Şema Terapi, bu döngüleri kırmayı amaçlar. Bunu yaparken bilişsel, duygusal ve davranışsal müdahaleleri bir ortada kullanır. Yalnızca niyetleri değiştirmekle yetinmez; tıpkı vakitte kişinin duygusal muhtaçlıklarını anlamasına, karşılanmamış muhtaçlıklarını sağlıklı yollarla giderebilmesine yardımcı olur. Bu tarafıyla klasik bilişsel-davranışçı terapilere kıyasla daha derinlemesine ve hislere daha fazla odaklanan bir sistemdir.
Şema Terapi’nin temel kavramları ortasında “erken devir uyumsuz şemalar”, “baş etme stilleri” ve “modlar” yer alır:
Erken devir uyumsuz şemalar: Çocuklukta gelişen ve bireyin kendisiyle ya da etrafıyla ilgili olumsuz temel inançlardır. Örneğin, “Ben değersizim”, “Kimseye güvenilmez”, “İhtiyaçlarım önemsenmez” üzere kanılar birer uyumsuz şemadır.
Baş etme stilleri: Şemalar tetiklendiğinde, bireylerin kullandığı şuurlu yahut bilinçdışı savunma sistemleridir. Bu baş etme tarzları kaçınma, teslim olma ya da çok telafi etme halinde olabilir.
Modlar: Şema Terapi, kişinin o anda içinde bulunduğu duygusal durumları ve davranış kalıplarını “modlar” üzerinden tanımlar. Örneğin, “İncinebilir Çocuk Modu” (kırılganlık ve yalnızlık hissi) ya da “Cezalandırıcı Ebeveyn Modu” (aşırı kendini suçlama) üzere.

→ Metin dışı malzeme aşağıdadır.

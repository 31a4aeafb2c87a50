//! Captain node agent library
//!
//! This crate provides the core functionality for:
//! - Attaching to the spinner scheduler and streaming tasks
//! - Admitting tasks against the node's CPU and memory capacity
//! - Running task containers through Docker
//! - Sampling usage and reporting node status
//! - Health checks and observability

pub mod error;
pub mod executor;
pub mod health;
pub mod models;
pub mod observability;
pub mod proto;
pub mod resource;
pub mod runtime;
pub mod scheduler;
pub mod session;

#[cfg(test)]
mod testing;

pub use error::{CaptainError, Result};
pub use executor::{TaskExecutor, TaskOutcome};
pub use health::{
    ComponentHealth, ComponentStatus, HealthRegistry, HealthResponse, ReadinessResponse,
};
pub use models::*;
pub use observability::{CaptainMetrics, StructuredLogger};
pub use resource::{AdmissionPolicy, LoopConfig, ResourceManager};
pub use runtime::{ContainerRuntime, DockerRuntime};
pub use scheduler::{ClientConfig, GrpcScheduler, Scheduler};
pub use session::{
    Coordinates, LocationHint, NodeRegistration, Session, SessionBuilder, SessionConfig,
    SessionState, StaticGeolocator,
};
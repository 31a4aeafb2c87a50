//! Core data models for the node agent

use crate::error::{CaptainError, Result};
use crate::proto::{self, TaskRequest};
use serde::{Deserialize, Serialize};
use std::collections::HashMap;
use std::fmt;

/// Label attached to every container this agent creates. Its value is the task id.
pub const TASK_LABEL: &str = "captain.task-id";

/// Opaque identity of this node, fixed for the lifetime of the process
#[derive(Debug, Clone, PartialEq, Eq, Hash, Serialize, Deserialize)]
pub struct NodeId(String);

impl NodeId {
    /// Generate a fresh random identity
    pub fn generate() -> Self {
        Self(uuid::Uuid::new_v4().simple().to_string())
    }

    pub fn as_str(&self) -> &str {
        &self.0
    }
}

impl fmt::Display for NodeId {
    fn fmt(&self, f: &mut fmt::Formatter<'_>) -> fmt::Result {
        f.write_str(&self.0)
    }
}

impl From<&str> for NodeId {
    fn from(value: &str) -> Self {
        Self(value.to_string())
    }
}

/// CPU shares and memory, used for both capacity and per-task limits
#[derive(Debug, Clone, Copy, Default, PartialEq, Eq, Serialize, Deserialize)]
pub struct Limits {
    pub cpu_shares: i64,
    pub memory_bytes: i64,
}

impl Limits {
    pub fn new(cpu_shares: i64, memory_bytes: i64) -> Self {
        Self {
            cpu_shares,
            memory_bytes,
        }
    }

    /// Whether every dimension of `self` fits into `available`
    pub fn fits_within(&self, available: &Limits) -> bool {
        self.cpu_shares <= available.cpu_shares && self.memory_bytes <= available.memory_bytes
    }

    /// Clamp each dimension to what is available, never going below zero
    pub fn clamp_to(&self, available: &Limits) -> Limits {
        Limits {
            cpu_shares: self.cpu_shares.min(available.cpu_shares).max(0),
            memory_bytes: self.memory_bytes.min(available.memory_bytes).max(0),
        }
    }
}

impl fmt::Display for Limits {
    fn fmt(&self, f: &mut fmt::Formatter<'_>) -> fmt::Result {
        write!(f, "{{cpu: {}, mem: {}}}", self.cpu_shares, self.memory_bytes)
    }
}

/// Everything needed to create one task's container
#[derive(Debug, Clone, PartialEq, Serialize, Deserialize)]
pub struct ContainerSpec {
    pub task_id: String,
    pub app_id: String,
    pub image: String,
    pub command: Vec<String>,
    pub env: Vec<String>,
    /// Container port to publish on a host port chosen by the runtime
    pub port: Option<u16>,
    /// What the task asked for
    pub requested: Limits,
    /// What the container gets; equals `requested` until admission grants less
    pub limits: Limits,
    pub labels: HashMap<String, String>,
}

impl ContainerSpec {
    /// Translate a task assignment into a container specification
    pub fn from_task(task: &TaskRequest) -> Result<Self> {
        let task_id = task.task_id_value().to_string();
        if task_id.is_empty() {
            return Err(CaptainError::InvalidTask {
                task_id,
                reason: "missing task id".to_string(),
            });
        }
        if task.image.trim().is_empty() {
            return Err(CaptainError::InvalidTask {
                task_id,
                reason: "missing image".to_string(),
            });
        }

        let port = match task.port {
            0 => None,
            p => Some(u16::try_from(p).map_err(|_| CaptainError::InvalidTask {
                task_id: task_id.clone(),
                reason: format!("port {} out of range", p),
            })?),
        };

        let limits = task
            .limits
            .as_ref()
            .map(|l| Limits::new(l.cpu_shares.max(0), l.memory_bytes.max(0)))
            .unwrap_or_default();

        let mut labels = HashMap::new();
        labels.insert(TASK_LABEL.to_string(), task_id.clone());

        Ok(Self {
            app_id: task.app_id_value().to_string(),
            image: task.image.clone(),
            command: task.command.clone(),
            env: task.env.clone(),
            port,
            requested: limits,
            limits,
            labels,
            task_id,
        })
    }
}

/// Handle to a container created by the runtime
#[derive(Debug, Clone, PartialEq, Eq, Serialize, Deserialize)]
pub struct ContainerHandle {
    pub id: String,
    pub image: String,
}

/// A live task: its container and owning application
#[derive(Debug, Clone)]
pub struct TaskRecord {
    pub app_id: String,
    pub container: ContainerHandle,
}

/// Capacity view of one resource kind
#[derive(Debug, Clone, PartialEq, Serialize, Deserialize)]
pub struct ResourceSummary {
    pub total: i64,
    pub unassigned: i64,
    pub assigned: i64,
    /// Percentage of the resource not in use, from the usage history average
    pub available_percent: f64,
}

impl ResourceSummary {
    fn to_proto(&self) -> proto::ResourceStatus {
        proto::ResourceStatus {
            total: self.total,
            unassigned: self.unassigned,
            assigned: self.assigned,
            available: self.available_percent,
        }
    }
}

/// Point-in-time aggregation of node state reported to the scheduler
#[derive(Debug, Clone, PartialEq, Serialize, Deserialize)]
pub struct NodeStatus {
    pub node_id: String,
    pub cpu: ResourceSummary,
    pub memory: ResourceSummary,
    pub app_ids: Vec<String>,
    pub task_ids: Vec<String>,
    /// Task id to bound host port; empty string when the task publishes none
    pub used_ports: HashMap<String, String>,
    /// Task id to CPU utilization percentage from the latest sample
    pub task_usage: HashMap<String, f64>,
    /// Task id to assigned CPU shares
    pub assigned_cpu: HashMap<String, i64>,
    pub active_images: Vec<String>,
    pub layers: Vec<String>,
    pub generated_at: i64,
}

impl NodeStatus {
    /// Convert into the wire message sent to the scheduler
    pub fn to_proto(&self) -> proto::NodeInfo {
        let mut host_resource = HashMap::new();
        host_resource.insert("CPU".to_string(), self.cpu.to_proto());
        host_resource.insert("Memory".to_string(), self.memory.to_proto());

        proto::NodeInfo {
            captain_id: Some(proto::Uuid::from(self.node_id.as_str())),
            host_resource,
            used_ports: self.used_ports.clone(),
            container_status: Some(proto::ContainerStatus {
                active_containers: self.active_images.clone(),
                images: self.active_images.clone(),
            }),
            app_ids: self.app_ids.clone(),
            task_ids: self.task_ids.clone(),
            task_usage: self.task_usage.clone(),
            assigned_cpu: self.assigned_cpu.clone(),
            layers: self.layers.clone(),
            reported_at: Some(prost_types::Timestamp {
                seconds: self.generated_at,
                nanos: 0,
            }),
        }
    }
}
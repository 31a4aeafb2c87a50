//! Captain - node agent for the volunteer-compute fleet
//!
//! Attaches to the spinner, runs the tasks it hands out as Docker
//! containers and reports node status until the stream ends or the
//! process is signalled.

use anyhow::{Context, Result};
use captain::{api, config};
use captain_lib::{
    health::{components, HealthRegistry},
    observability::{CaptainMetrics, StructuredLogger},
    proto::NodeRole,
    ClientConfig, DockerRuntime, LoopConfig, NodeId, NodeRegistration, ResourceManager, Session,
    SessionConfig, StaticGeolocator,
};
use clap::Parser;
use std::sync::Arc;
use tracing::{error, info};
use tracing_subscriber::{fmt, prelude::*, EnvFilter};

const CAPTAIN_VERSION: &str = env!("CARGO_PKG_VERSION");

#[tokio::main]
async fn main() -> Result<()> {
    // Initialize tracing with JSON output and env filter
    tracing_subscriber::registry()
        .with(EnvFilter::try_from_default_env().unwrap_or_else(|_| EnvFilter::new("info")))
        .with(fmt::layer().json())
        .init();

    let args = config::Args::parse();
    let config = config::AgentConfig::load()?;
    let role = NodeRole::from(args.role);
    info!(
        spinner = %args.spinner,
        role = role.as_str_name(),
        location = %args.location,
        tags = ?args.tags,
        "Starting captain"
    );

    let health_registry = HealthRegistry::new();
    health_registry.register_all().await;

    let runtime = match DockerRuntime::connect().await {
        Ok(runtime) => {
            health_registry.set_healthy(components::RUNTIME).await;
            Arc::new(runtime)
        }
        Err(e) => {
            error!(error = %e, "Docker is unavailable");
            return Err(e).context("Failed to connect to Docker");
        }
    };

    let node_id = NodeId::generate();
    let manager = Arc::new(
        ResourceManager::initialize(node_id.clone(), runtime.as_ref(), config.admission_policy)
            .await
            .context("Failed to determine host capacity")?,
    );

    let metrics = CaptainMetrics::new();
    metrics.set_unassigned(&manager.unassigned());

    let logger = StructuredLogger::new(node_id.as_str());
    logger.log_startup(CAPTAIN_VERSION, role.as_str_name(), &manager.total());

    let app_state = Arc::new(api::AppState::new(
        health_registry.clone(),
        metrics,
        manager.clone(),
    ));
    let api_port = config.api_port;
    tokio::spawn(async move {
        if let Err(e) = api::serve(api_port, app_state).await {
            error!(error = %e, "API server stopped");
        }
    });

    let session = Session::builder()
        .manager(manager)
        .runtime(runtime)
        .endpoint(
            ClientConfig::new(args.spinner.as_str()).connect_timeout(config.connect_timeout()),
        )
        .geolocator(Arc::new(StaticGeolocator::new(config.coordinates())))
        .registration(
            NodeRegistration::new(role, args.local_address.to_string())
                .with_tags(args.tags)
                .with_location(args.location),
        )
        .config(SessionConfig {
            loops: LoopConfig {
                sample_interval: config.sample_interval(),
                report_interval: config.report_interval(),
            },
            drain_timeout: config.drain_timeout(),
            max_concurrent_tasks: config.max_concurrent_tasks,
        })
        .health(health_registry)
        .build()?;

    session.run().await.context("Session with spinner failed")?;

    info!("Shutting down");
    Ok(())
}
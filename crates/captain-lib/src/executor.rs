//! Per-task execution
//!
//! A [`TaskExecutor`] takes one assignment from admission through container
//! creation to the end of the container's output. Every path that records the
//! task also retires it, so no reservation outlives the task.

use crate::models::ContainerSpec;
use crate::observability::{CaptainMetrics, StructuredLogger};
use crate::proto::{TaskLog, TaskRequest, Uuid};
use crate::resource::ResourceManager;
use crate::runtime::ContainerRuntime;
use futures::StreamExt;
use std::fmt;
use std::sync::Arc;
use tokio::sync::{mpsc, watch};
use tracing::{debug, info, warn};

/// How a task ended
#[derive(Debug, Clone, PartialEq, Eq)]
pub enum TaskOutcome {
    /// The container ran and its output ended
    Completed,
    /// Container creation, start or log streaming failed
    Failed(String),
    /// Refused before anything was created
    Rejected(String),
    /// The session shut down before or while the task ran
    Cancelled,
}

impl TaskOutcome {
    pub fn as_str(&self) -> &'static str {
        match self {
            TaskOutcome::Completed => "completed",
            TaskOutcome::Failed(_) => "failed",
            TaskOutcome::Rejected(_) => "rejected",
            TaskOutcome::Cancelled => "cancelled",
        }
    }

    pub fn reason(&self) -> Option<&str> {
        match self {
            TaskOutcome::Failed(reason) | TaskOutcome::Rejected(reason) => Some(reason),
            _ => None,
        }
    }
}

impl fmt::Display for TaskOutcome {
    fn fmt(&self, f: &mut fmt::Formatter<'_>) -> fmt::Result {
        match self.reason() {
            Some(reason) => write!(f, "{}: {}", self.as_str(), reason),
            None => f.write_str(self.as_str()),
        }
    }
}

/// Append the first address and port of the task's dependency, plus the
/// producing application's id, to the task's command line
///
/// Returns whether the command was changed.
pub fn wire_dependency(task: &mut TaskRequest) -> bool {
    let Some(dependency) = task.dependency.as_ref() else {
        return false;
    };
    let (Some(ip), Some(port)) = (dependency.ips.first(), dependency.ports.first()) else {
        return false;
    };

    let app_id = dependency
        .app_id
        .as_ref()
        .map(|id| id.value.clone())
        .filter(|id| !id.is_empty())
        .unwrap_or_else(|| task.app_id_value().to_string());

    let (ip, port) = (ip.clone(), port.clone());
    task.command.extend([ip, port, app_id]);
    true
}

pub struct TaskExecutor {
    manager: Arc<ResourceManager>,
    runtime: Arc<dyn ContainerRuntime>,
    /// Set when unstarted work should be abandoned
    cancel: watch::Receiver<bool>,
    metrics: CaptainMetrics,
    logger: StructuredLogger,
}

impl TaskExecutor {
    pub fn new(
        manager: Arc<ResourceManager>,
        runtime: Arc<dyn ContainerRuntime>,
        cancel: watch::Receiver<bool>,
    ) -> Self {
        let logger = StructuredLogger::new(manager.node_id().as_str());
        Self {
            manager,
            runtime,
            cancel,
            metrics: CaptainMetrics::new(),
            logger,
        }
    }

    fn cancelled(&self) -> bool {
        *self.cancel.borrow()
    }

    /// Run one task to completion, forwarding its output on `log`
    pub async fn execute(&self, mut task: TaskRequest, log: mpsc::Sender<TaskLog>) -> TaskOutcome {
        let task_id = task.task_id_value().to_string();
        if wire_dependency(&mut task) {
            debug!(task_id = %task_id, command = ?task.command, "Wired task dependency");
        }

        let outcome = self.run_task(&task, log).await;

        if matches!(outcome, TaskOutcome::Failed(_)) {
            self.metrics.inc_task_failures();
        }
        self.logger
            .log_task_finished(&task_id, outcome.as_str(), outcome.reason());
        outcome
    }

    async fn run_task(&self, task: &TaskRequest, log: mpsc::Sender<TaskLog>) -> TaskOutcome {
        if self.cancelled() {
            return TaskOutcome::Cancelled;
        }

        let requested = match ContainerSpec::from_task(task) {
            Ok(spec) => spec,
            Err(e) => return TaskOutcome::Rejected(e.to_string()),
        };

        let spec = match self.manager.request_resource(&requested).await {
            Ok(spec) => spec,
            Err(e) => return TaskOutcome::Rejected(e.to_string()),
        };

        self.pull_image(&spec.image).await;

        let container = match self.runtime.create(&spec).await {
            Ok(container) => container,
            Err(e) => {
                warn!(task_id = %spec.task_id, error = %e, "Container creation failed");
                self.manager.release_resource(&spec).await;
                return TaskOutcome::Failed(format!("create: {}", e));
            }
        };

        // Commit point: from here the task is tracked until retired
        self.manager
            .append_task(&spec.app_id, &spec.task_id, container.clone())
            .await;

        if self.cancelled() {
            info!(task_id = %spec.task_id, "Task cancelled, not starting container");
            self.manager
                .retire_task(&spec.app_id, &spec.task_id, &spec)
                .await;
            return TaskOutcome::Cancelled;
        }

        let mut output = match self.runtime.run(&container).await {
            Ok(stream) => stream,
            Err(e) => {
                warn!(task_id = %spec.task_id, error = %e, "Container start failed");
                self.manager
                    .retire_task(&spec.app_id, &spec.task_id, &spec)
                    .await;
                return TaskOutcome::Failed(format!("start: {}", e));
            }
        };

        info!(task_id = %spec.task_id, container_id = %container.id, "Task running");

        let mut forwarding = true;
        let mut chunks = 0u64;
        let outcome = loop {
            match output.next().await {
                Some(Ok(line)) => {
                    chunks += 1;
                    if forwarding {
                        let entry = TaskLog {
                            task_id: Some(Uuid::from(spec.task_id.as_str())),
                            line,
                        };
                        if log.send(entry).await.is_err() {
                            debug!(task_id = %spec.task_id, "Task log stream closed, dropping output");
                            forwarding = false;
                        }
                    }
                }
                Some(Err(e)) => break TaskOutcome::Failed(format!("logs: {}", e)),
                None if self.cancelled() => break TaskOutcome::Cancelled,
                None => break TaskOutcome::Completed,
            }
        };

        debug!(task_id = %spec.task_id, chunks, "Task output ended");
        self.manager
            .retire_task(&spec.app_id, &spec.task_id, &spec)
            .await;
        outcome
    }

    /// Pull the image; layer ids are recorded off the execution path
    async fn pull_image(&self, image: &str) {
        match self.runtime.pull(image).await {
            Ok(progress) => {
                let manager = self.manager.clone();
                tokio::spawn(async move {
                    manager.record_layers(&progress);
                });
            }
            Err(e) => warn!(image = %image, error = %e, "Image pull failed, trying local image"),
        }
    }
}
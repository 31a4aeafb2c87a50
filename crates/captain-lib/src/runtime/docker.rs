//! Docker implementation of the container runtime
//!
//! Thin adapter over the Docker Engine API via `bollard`. Containers are
//! labelled with [`TASK_LABEL`](crate::models::TASK_LABEL) so the agent can
//! find its own containers.

use super::{
    ContainerDetails, ContainerRuntime, ContainerUsage, HostCapacity, LogStream, PullProgress,
    RuntimeError, RuntimeResult,
};
use crate::models::{ContainerHandle, ContainerSpec, Limits};
use async_trait::async_trait;
use bollard::container::{
    Config, CreateContainerOptions, InspectContainerOptions, ListContainersOptions, LogsOptions,
    RemoveContainerOptions, StartContainerOptions, StatsOptions, StopContainerOptions,
};
use bollard::errors::Error as BollardError;
use bollard::image::CreateImageOptions;
use bollard::models::{CreateImageInfo, HostConfig, PortBinding};
use bollard::Docker;
use futures::StreamExt;
use std::collections::HashMap;
use tracing::{debug, info};

/// Docker treats smaller share values as 2
const MIN_CPU_SHARES: i64 = 2;
/// Smallest memory limit the daemon accepts
const MIN_MEMORY_BYTES: i64 = 6 * 1024 * 1024;

/// Limit to enforce for one dimension
///
/// A zero grant against a non-zero request still gets the smallest limit
/// Docker enforces; zero would mean "unlimited" to the daemon.
fn enforced_limit(granted: i64, requested: i64, minimum: i64) -> Option<i64> {
    if granted > 0 {
        Some(granted.max(minimum))
    } else if requested > 0 {
        Some(minimum)
    } else {
        None
    }
}

/// One pull stream item; entries the client cannot decode are skipped
fn pull_record(
    item: Result<CreateImageInfo, BollardError>,
) -> RuntimeResult<Option<PullProgress>> {
    match item {
        Ok(info) => Ok(Some(info.into())),
        Err(e @ (BollardError::JsonDataError { .. } | BollardError::JsonSerdeError { .. })) => {
            debug!(error = %e, "Skipping malformed pull progress entry");
            Ok(None)
        }
        Err(e) => Err(e.into()),
    }
}

pub struct DockerRuntime {
    docker: Docker,
}

impl DockerRuntime {
    pub fn new(docker: Docker) -> Self {
        Self { docker }
    }

    /// Connect using `DOCKER_HOST` or the platform's default socket
    pub async fn connect() -> RuntimeResult<Self> {
        let docker = Docker::connect_with_local_defaults()?;
        docker
            .ping()
            .await
            .map_err(|e| RuntimeError::Unavailable(e.to_string()))?;
        info!("Connected to Docker daemon");
        Ok(Self::new(docker))
    }

    fn container_config(spec: &ContainerSpec) -> Config<String> {
        let mut host_config = HostConfig {
            cpu_shares: enforced_limit(
                spec.limits.cpu_shares,
                spec.requested.cpu_shares,
                MIN_CPU_SHARES,
            ),
            memory: enforced_limit(
                spec.limits.memory_bytes,
                spec.requested.memory_bytes,
                MIN_MEMORY_BYTES,
            ),
            ..Default::default()
        };

        let mut exposed_ports = None;
        if let Some(port) = spec.port {
            let key = format!("{}/tcp", port);
            // No host port: the daemon binds a free ephemeral one
            host_config.port_bindings = Some(HashMap::from([(
                key.clone(),
                Some(vec![PortBinding {
                    host_ip: Some("0.0.0.0".to_string()),
                    host_port: None,
                }]),
            )]));
            exposed_ports = Some(HashMap::from([(key, HashMap::new())]));
        }

        Config {
            image: Some(spec.image.clone()),
            cmd: (!spec.command.is_empty()).then(|| spec.command.clone()),
            env: Some(spec.env.clone()),
            labels: Some(spec.labels.clone()),
            exposed_ports,
            host_config: Some(host_config),
            ..Default::default()
        }
    }
}

#[async_trait]
impl ContainerRuntime for DockerRuntime {
    async fn host_capacity(&self) -> RuntimeResult<HostCapacity> {
        let info = self.docker.info().await?;
        match (info.ncpu, info.mem_total) {
            (Some(cpu_count), Some(memory_bytes)) => Ok(HostCapacity {
                cpu_count,
                memory_bytes,
            }),
            _ => Err(RuntimeError::Unavailable(
                "daemon did not report CPU count and total memory".to_string(),
            )),
        }
    }

    async fn list(&self, label: &str) -> RuntimeResult<Vec<ContainerHandle>> {
        let options = ListContainersOptions::<String> {
            all: false,
            filters: HashMap::from([("label".to_string(), vec![label.to_string()])]),
            ..Default::default()
        };

        let containers = self.docker.list_containers(Some(options)).await?;
        Ok(containers
            .into_iter()
            .filter_map(|c| {
                Some(ContainerHandle {
                    id: c.id?,
                    image: c.image.unwrap_or_default(),
                })
            })
            .collect())
    }

    async fn inspect(&self, container: &ContainerHandle) -> RuntimeResult<ContainerDetails> {
        let resp = self
            .docker
            .inspect_container(&container.id, None::<InspectContainerOptions>)
            .await?;

        let footprint = resp
            .host_config
            .map(|hc| Limits::new(hc.cpu_shares.unwrap_or(0), hc.memory.unwrap_or(0)))
            .unwrap_or_default();

        let host_ports = resp
            .network_settings
            .and_then(|ns| ns.ports)
            .map(|ports| {
                ports
                    .into_values()
                    .flatten()
                    .flatten()
                    .filter_map(|binding| binding.host_port)
                    .filter(|port| !port.is_empty())
                    .collect()
            })
            .unwrap_or_default();

        Ok(ContainerDetails {
            footprint,
            host_ports,
        })
    }

    async fn pull(&self, image: &str) -> RuntimeResult<Vec<PullProgress>> {
        let options = CreateImageOptions {
            from_image: image.to_string(),
            ..Default::default()
        };

        let mut stream = self.docker.create_image(Some(options), None, None);
        let mut progress = Vec::new();
        while let Some(item) = stream.next().await {
            if let Some(record) = pull_record(item)? {
                progress.push(record);
            }
        }

        debug!(image = %image, records = progress.len(), "Image pulled");
        Ok(progress)
    }

    async fn create(&self, spec: &ContainerSpec) -> RuntimeResult<ContainerHandle> {
        let resp = self
            .docker
            .create_container(
                None::<CreateContainerOptions<String>>,
                Self::container_config(spec),
            )
            .await?;

        for warning in &resp.warnings {
            debug!(task_id = %spec.task_id, warning = %warning, "Container create warning");
        }

        Ok(ContainerHandle {
            id: resp.id,
            image: spec.image.clone(),
        })
    }

    async fn run(&self, container: &ContainerHandle) -> RuntimeResult<LogStream> {
        self.docker
            .start_container(&container.id, None::<StartContainerOptions<String>>)
            .await?;

        let options = LogsOptions::<String> {
            follow: true,
            stdout: true,
            stderr: true,
            ..Default::default()
        };

        let stream = self
            .docker
            .logs(&container.id, Some(options))
            .map(|item| item.map(|output| output.to_string()).map_err(RuntimeError::from));

        Ok(stream.boxed())
    }

    async fn stop(&self, container: &ContainerHandle) -> RuntimeResult<()> {
        self.docker
            .stop_container(&container.id, None::<StopContainerOptions>)
            .await?;
        Ok(())
    }

    async fn remove(&self, container: &ContainerHandle) -> RuntimeResult<()> {
        let options = RemoveContainerOptions {
            force: true,
            ..Default::default()
        };
        self.docker
            .remove_container(&container.id, Some(options))
            .await?;
        Ok(())
    }

    async fn realtime_usage(&self, container_id: &str) -> RuntimeResult<ContainerUsage> {
        let options = StatsOptions {
            stream: false,
            one_shot: false,
        };

        let stats = self
            .docker
            .stats(container_id, Some(options))
            .next()
            .await
            .ok_or_else(|| RuntimeError::NotFound(container_id.to_string()))??;

        let cpu_delta = stats
            .cpu_stats
            .cpu_usage
            .total_usage
            .saturating_sub(stats.precpu_stats.cpu_usage.total_usage);
        let system_delta = stats
            .cpu_stats
            .system_cpu_usage
            .unwrap_or(0)
            .saturating_sub(stats.precpu_stats.system_cpu_usage.unwrap_or(0));
        let cpus = stats.cpu_stats.online_cpus.unwrap_or_else(|| {
            stats
                .cpu_stats
                .cpu_usage
                .percpu_usage
                .as_ref()
                .map(|per_cpu| per_cpu.len() as u64)
                .unwrap_or(1)
        });

        Ok(ContainerUsage {
            cpu_percent: cpu_percent(cpu_delta as f64, system_delta as f64, cpus as f64),
            memory_percent: memory_percent(
                stats.memory_stats.usage.unwrap_or(0) as f64,
                stats.memory_stats.limit.unwrap_or(0) as f64,
            ),
        })
    }
}

/// CPU utilization the way `docker stats` reports it
fn cpu_percent(cpu_delta: f64, system_delta: f64, cpus: f64) -> f64 {
    if cpu_delta > 0.0 && system_delta > 0.0 {
        cpu_delta / system_delta * cpus * 100.0
    } else {
        0.0
    }
}

fn memory_percent(usage: f64, limit: f64) -> f64 {
    if limit > 0.0 {
        usage / limit * 100.0
    } else {
        0.0
    }
}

Şema Terapi sürecinde, bireyin evvel kendi şemalarını ve modlarını tanıması sağlanır. Akabinde, bu yapıları destekleyen ömür hikayeleri ve tetikleyiciler üzerinde çalışılır. Terapi süreci, hem içsel farkındalığın artmasını hem de daha sağlıklı niyet, his ve davranış örüntülerinin gelişmesini amaçlar. Bilhassa hislerle çalışmak için imgeleme teknikleri, mektup yazma, boş sandalye çalışmaları üzere yaratıcı formüller de sıklıkla kullanılır.
Şema Terapi kimler için uygundur?
Şema Terapi; kronik bağ sorunları yaşayanlar, kişilik bozuklukları, depresyon, korku bozuklukları, travma sonrası gerilim bozukluğu (TSSB) üzere durumlarda epey tesirli bir usuldür. Ayrıyeten, klasik terapi yaklaşımlarından gereğince yarar görememiş bireyler için de derinlemesine bir alternatif sunar.
Özetle, Şema Terapi bireyin hayatını kısıtlayan, tekrar eden acı verici döngüleri fark edip değiştirebilmesi için güçlü bir araçtır. Kendi iç dünyasını daha yeterli anlamak ve duygusal güzelleşmeyi sağlamak isteyen herkes için kıymetli bir dayanak sağlar.